» **To do**
Find "pub mod errors;" in the material below, then copy that line and every subsequent line to the end, exactly.

*** Supplied entries Section Begins ***

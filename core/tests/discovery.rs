use httpmock::Method::GET;
use httpmock::MockServer;
use lingua_core::agents::discovery::discover_models;
use lingua_core::agents::LlmClient;
use lingua_core::TaskError;
use serde_json::json;

#[tokio::test]
async fn lists_chat_models_sorted() {
    let server = MockServer::start_async().await;
    let mock = server
        .mock_async(|when, then| {
            when.method(GET)
                .path("/v1/models")
                .header("authorization", "Bearer sk-live");
            then.status(200).json_body(json!({
                "object": "list",
                "data": [
                    { "id": "gpt-4", "object": "model" },
                    { "id": "text-embedding-3", "object": "model" },
                    { "id": "DALL-E-3", "object": "model" },
                    { "id": "gpt-3.5", "object": "model" },
                    { "object": "model" }
                ]
            }));
        })
        .await;

    let client = LlmClient::new().unwrap();
    let models = discover_models(&client, &server.url("/v1/"), "sk-live")
        .await
        .unwrap();
    mock.assert_async().await;
    assert_eq!(models, vec!["gpt-3.5", "gpt-4"]);
}

#[tokio::test]
async fn non_success_status_is_an_api_error() {
    let server = MockServer::start_async().await;
    server
        .mock_async(|when, then| {
            when.method(GET).path("/models");
            then.status(401).body("{\"error\":\"invalid key\"}");
        })
        .await;

    let client = LlmClient::new().unwrap();
    let err = discover_models(&client, &server.base_url(), "bad")
        .await
        .unwrap_err();
    assert_eq!(
        err,
        TaskError::Api {
            status: 401,
            body: "{\"error\":\"invalid key\"}".into()
        }
    );
}

#[tokio::test]
async fn missing_data_list_is_invalid_format() {
    let server = MockServer::start_async().await;
    server
        .mock_async(|when, then| {
            when.method(GET).path("/models");
            then.status(200).json_body(json!({ "data": { "id": "gpt-4" } }));
        })
        .await;

    let client = LlmClient::new().unwrap();
    let err = discover_models(&client, &server.base_url(), "sk")
        .await
        .unwrap_err();
    assert_eq!(err, TaskError::InvalidResponseFormat);
}

#[tokio::test]
async fn unreachable_endpoint_is_a_network_error() {
    let client = LlmClient::new().unwrap();
    let err = discover_models(&client, "http://127.0.0.1:9", "sk")
        .await
        .unwrap_err();
    assert!(matches!(err, TaskError::Network(_)), "got {err:?}");
}
use std::net::SocketAddr;
use std::path::PathBuf;
use std::time::Duration;

use anyhow::{Context, Result};
use clap::Parser;
use lingua_core::agents::{LlmClient, ProviderStore};
use lingua_core::api::{router, ApiState};

#[derive(Parser, Debug)]
#[command(name = "lingua-server", about = "HTTP front for LLM-backed language tasks")]
struct Args {
    /// Address to listen on
    #[arg(long, env = "LINGUA_BIND", default_value = "127.0.0.1:3000")]
    bind: SocketAddr,

    /// Settings document, relative to the working directory unless absolute
    #[arg(long, env = "LINGUA_SETTINGS", default_value = "data/llm-config.json")]
    settings: PathBuf,

    /// Transport timeout for provider calls, in seconds
    #[arg(long, env = "LINGUA_HTTP_TIMEOUT", default_value_t = 45)]
    timeout_secs: u64,
}

#[tokio::main]
async fn main() -> Result<()> {
    env_logger::Builder::from_env(env_logger::Env::default().default_filter_or("info")).init();
    let args = Args::parse();

    let store = ProviderStore::json_file(&args.settings);
    let client = LlmClient::with_timeout(Duration::from_secs(args.timeout_secs))?;
    let app = router(ApiState::new(store, client));

    let listener = tokio::net::TcpListener::bind(args.bind)
        .await
        .with_context(|| format!("failed to bind {}", args.bind))?;
    log::info!(
        "listening on {} (settings: {})",
        args.bind,
        args.settings.display()
    );
    axum::serve(listener, app)
        .with_graceful_shutdown(async {
            let _ = tokio::signal::ctrl_c().await;
        })
        .await
        .context("server error")?;
    Ok(())
}
//! Core library for the Lingua LLM task service.
//!
//! Each module is kept small so the boundaries between responsibilities stay
//! obvious when exploring the codebase:
//! - [`agents`] holds provider settings, the prompt registry, the
//!   OpenAI-compatible client and model discovery.
//! - [`executor`] runs one task end to end and produces a uniform result.
//! - [`api`] exposes the HTTP surface the frontend calls.
//! - [`errors`] keeps the error catalogue with event codes and explanations.
//! - [`logging`] renders structured events through the `log` facade.

pub mod agents;
pub mod api;
pub mod errors;
pub mod executor;
pub mod logging;

pub use errors::TaskError;
pub use executor::{TaskExecutor, TaskRequest, TaskResult};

*** Supplied entries Section Ends ***

» **Task result**
pub mod errors;
pub mod executor;
pub mod logging;

pub use errors::TaskError;
pub use executor::{TaskExecutor, TaskRequest, TaskResult};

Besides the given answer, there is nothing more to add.